• Problem: Print the first line of the records below and every line after it, up to and including the line with "let mut rows = Vec::new();". Print nothing else.
==== Records
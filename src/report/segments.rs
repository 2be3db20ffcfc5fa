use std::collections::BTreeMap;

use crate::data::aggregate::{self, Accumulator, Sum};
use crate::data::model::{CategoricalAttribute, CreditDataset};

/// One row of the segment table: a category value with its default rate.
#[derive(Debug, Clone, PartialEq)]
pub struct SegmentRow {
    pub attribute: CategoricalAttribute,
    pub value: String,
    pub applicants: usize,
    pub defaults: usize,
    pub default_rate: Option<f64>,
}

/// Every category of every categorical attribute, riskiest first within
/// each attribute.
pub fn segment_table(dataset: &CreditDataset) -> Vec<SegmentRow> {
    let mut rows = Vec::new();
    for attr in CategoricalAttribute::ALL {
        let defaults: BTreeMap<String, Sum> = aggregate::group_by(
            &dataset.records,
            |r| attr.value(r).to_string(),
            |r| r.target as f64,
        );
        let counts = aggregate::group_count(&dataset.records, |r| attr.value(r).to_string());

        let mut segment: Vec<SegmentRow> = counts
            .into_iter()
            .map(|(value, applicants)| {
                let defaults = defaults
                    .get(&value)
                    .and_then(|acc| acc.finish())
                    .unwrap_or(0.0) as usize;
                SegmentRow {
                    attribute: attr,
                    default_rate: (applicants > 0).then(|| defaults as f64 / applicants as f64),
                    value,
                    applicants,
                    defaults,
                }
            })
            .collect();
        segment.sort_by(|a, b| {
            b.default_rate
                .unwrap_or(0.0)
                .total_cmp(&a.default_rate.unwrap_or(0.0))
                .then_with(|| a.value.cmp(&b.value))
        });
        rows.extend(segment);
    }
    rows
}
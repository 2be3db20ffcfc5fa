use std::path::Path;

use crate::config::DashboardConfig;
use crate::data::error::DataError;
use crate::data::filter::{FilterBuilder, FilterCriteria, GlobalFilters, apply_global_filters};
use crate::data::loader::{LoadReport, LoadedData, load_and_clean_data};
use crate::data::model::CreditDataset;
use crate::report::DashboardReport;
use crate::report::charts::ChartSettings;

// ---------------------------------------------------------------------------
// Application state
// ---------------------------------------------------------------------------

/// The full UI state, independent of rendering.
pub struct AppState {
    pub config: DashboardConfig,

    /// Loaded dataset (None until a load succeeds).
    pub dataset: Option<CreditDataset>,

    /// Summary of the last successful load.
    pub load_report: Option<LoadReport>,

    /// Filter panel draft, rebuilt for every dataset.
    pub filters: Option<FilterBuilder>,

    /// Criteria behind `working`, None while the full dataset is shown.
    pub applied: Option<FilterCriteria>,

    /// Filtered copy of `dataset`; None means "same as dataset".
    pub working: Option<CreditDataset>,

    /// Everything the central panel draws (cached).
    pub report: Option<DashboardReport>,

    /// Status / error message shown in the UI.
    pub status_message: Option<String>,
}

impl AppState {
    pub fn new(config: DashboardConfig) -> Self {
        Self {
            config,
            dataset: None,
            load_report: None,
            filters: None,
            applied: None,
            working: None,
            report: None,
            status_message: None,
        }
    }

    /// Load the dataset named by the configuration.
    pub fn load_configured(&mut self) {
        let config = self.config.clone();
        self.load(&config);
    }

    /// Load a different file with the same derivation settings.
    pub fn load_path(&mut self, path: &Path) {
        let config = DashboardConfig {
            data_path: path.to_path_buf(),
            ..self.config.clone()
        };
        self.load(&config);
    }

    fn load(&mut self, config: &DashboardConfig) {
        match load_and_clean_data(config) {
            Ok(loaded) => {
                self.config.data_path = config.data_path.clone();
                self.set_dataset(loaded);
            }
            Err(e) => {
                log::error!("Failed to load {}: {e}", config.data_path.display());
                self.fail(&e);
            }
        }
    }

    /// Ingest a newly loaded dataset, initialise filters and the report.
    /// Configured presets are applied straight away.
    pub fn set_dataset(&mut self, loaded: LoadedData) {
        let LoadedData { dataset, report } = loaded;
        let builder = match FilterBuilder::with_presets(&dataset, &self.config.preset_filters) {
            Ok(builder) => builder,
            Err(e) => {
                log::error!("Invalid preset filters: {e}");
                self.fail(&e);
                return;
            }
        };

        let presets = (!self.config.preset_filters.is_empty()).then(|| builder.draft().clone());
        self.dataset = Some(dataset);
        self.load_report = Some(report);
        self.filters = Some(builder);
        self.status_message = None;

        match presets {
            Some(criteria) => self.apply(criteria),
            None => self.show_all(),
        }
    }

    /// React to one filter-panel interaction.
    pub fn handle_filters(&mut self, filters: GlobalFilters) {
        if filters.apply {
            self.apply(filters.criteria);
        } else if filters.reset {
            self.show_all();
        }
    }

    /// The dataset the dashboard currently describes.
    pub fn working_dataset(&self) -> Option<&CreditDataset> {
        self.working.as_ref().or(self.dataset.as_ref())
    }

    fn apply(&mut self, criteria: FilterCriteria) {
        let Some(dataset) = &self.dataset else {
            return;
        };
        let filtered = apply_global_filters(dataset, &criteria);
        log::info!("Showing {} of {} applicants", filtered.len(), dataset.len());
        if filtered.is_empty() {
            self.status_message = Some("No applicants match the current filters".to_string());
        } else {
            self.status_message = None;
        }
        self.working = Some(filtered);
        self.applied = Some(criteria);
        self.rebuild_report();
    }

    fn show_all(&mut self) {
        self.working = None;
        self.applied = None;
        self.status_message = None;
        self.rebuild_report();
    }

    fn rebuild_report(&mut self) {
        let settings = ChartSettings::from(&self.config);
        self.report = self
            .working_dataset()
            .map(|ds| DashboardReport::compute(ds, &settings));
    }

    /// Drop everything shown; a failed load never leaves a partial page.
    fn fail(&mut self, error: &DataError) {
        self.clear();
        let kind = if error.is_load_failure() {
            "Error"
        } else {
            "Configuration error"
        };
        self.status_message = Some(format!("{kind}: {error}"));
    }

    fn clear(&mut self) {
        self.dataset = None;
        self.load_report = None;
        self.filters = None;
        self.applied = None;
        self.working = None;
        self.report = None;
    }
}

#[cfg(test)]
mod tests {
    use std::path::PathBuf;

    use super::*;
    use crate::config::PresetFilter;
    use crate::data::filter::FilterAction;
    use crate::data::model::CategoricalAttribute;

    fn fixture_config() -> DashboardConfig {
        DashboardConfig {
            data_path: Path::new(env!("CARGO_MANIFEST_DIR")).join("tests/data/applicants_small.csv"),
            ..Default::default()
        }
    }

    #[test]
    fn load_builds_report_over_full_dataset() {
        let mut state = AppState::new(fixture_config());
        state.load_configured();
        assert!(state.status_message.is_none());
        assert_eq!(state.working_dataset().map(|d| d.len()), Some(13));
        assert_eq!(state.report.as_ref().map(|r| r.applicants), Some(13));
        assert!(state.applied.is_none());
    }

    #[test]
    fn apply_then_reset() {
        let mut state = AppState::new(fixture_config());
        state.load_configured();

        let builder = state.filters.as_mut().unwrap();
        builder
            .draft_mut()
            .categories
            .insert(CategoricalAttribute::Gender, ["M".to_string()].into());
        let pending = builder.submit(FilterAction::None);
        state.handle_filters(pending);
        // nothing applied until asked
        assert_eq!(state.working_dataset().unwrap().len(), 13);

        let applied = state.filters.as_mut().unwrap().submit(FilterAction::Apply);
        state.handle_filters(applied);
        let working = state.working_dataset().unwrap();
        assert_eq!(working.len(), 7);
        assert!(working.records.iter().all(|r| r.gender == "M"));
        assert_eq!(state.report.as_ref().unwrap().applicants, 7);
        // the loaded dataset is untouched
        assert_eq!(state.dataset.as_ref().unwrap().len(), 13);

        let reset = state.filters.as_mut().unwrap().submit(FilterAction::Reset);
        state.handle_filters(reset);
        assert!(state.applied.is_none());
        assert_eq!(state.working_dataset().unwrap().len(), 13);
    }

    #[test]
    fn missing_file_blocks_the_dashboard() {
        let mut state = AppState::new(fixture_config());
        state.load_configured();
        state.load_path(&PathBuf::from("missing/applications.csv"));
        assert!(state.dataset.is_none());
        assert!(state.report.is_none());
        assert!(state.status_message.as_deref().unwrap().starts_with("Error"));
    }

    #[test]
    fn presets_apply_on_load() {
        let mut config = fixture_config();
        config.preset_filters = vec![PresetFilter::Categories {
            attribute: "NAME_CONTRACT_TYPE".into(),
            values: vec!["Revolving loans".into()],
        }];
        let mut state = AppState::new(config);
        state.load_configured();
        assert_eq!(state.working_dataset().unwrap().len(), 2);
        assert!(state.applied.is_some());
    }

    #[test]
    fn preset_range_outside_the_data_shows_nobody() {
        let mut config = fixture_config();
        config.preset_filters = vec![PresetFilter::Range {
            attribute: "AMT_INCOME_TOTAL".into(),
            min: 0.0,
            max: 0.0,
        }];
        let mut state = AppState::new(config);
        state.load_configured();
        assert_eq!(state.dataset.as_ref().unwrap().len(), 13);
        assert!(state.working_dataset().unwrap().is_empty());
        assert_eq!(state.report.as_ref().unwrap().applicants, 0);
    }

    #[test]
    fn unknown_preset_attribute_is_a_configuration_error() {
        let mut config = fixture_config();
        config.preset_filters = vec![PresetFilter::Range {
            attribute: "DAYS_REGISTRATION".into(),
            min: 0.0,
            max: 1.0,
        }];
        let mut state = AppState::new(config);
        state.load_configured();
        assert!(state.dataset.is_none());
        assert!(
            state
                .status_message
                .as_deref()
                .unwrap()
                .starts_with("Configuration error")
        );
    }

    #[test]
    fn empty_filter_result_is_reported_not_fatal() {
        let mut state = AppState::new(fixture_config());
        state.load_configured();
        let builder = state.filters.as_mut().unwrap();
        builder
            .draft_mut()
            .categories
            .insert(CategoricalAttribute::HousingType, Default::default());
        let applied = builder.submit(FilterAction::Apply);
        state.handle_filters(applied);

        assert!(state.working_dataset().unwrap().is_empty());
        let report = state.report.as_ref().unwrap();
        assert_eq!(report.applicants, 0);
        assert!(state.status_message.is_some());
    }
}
========
• Response to the exercise:
filename src/report/segments.rs
repository 2be3db20ffcfc5fa
use std::collections::BTreeMap;

use crate::data::aggregate::{self, Accumulator, Sum};
use crate::data::model::{CategoricalAttribute, CreditDataset};

/// One row of the segment table: a category value with its default rate.
#[derive(Debug, Clone, PartialEq)]
pub struct SegmentRow {
    pub attribute: CategoricalAttribute,
    pub value: String,
    pub applicants: usize,
    pub defaults: usize,
    pub default_rate: Option<f64>,
}

/// Every category of every categorical attribute, riskiest first within
/// each attribute.
pub fn segment_table(dataset: &CreditDataset) -> Vec<SegmentRow> {
    let mut rows = Vec::new();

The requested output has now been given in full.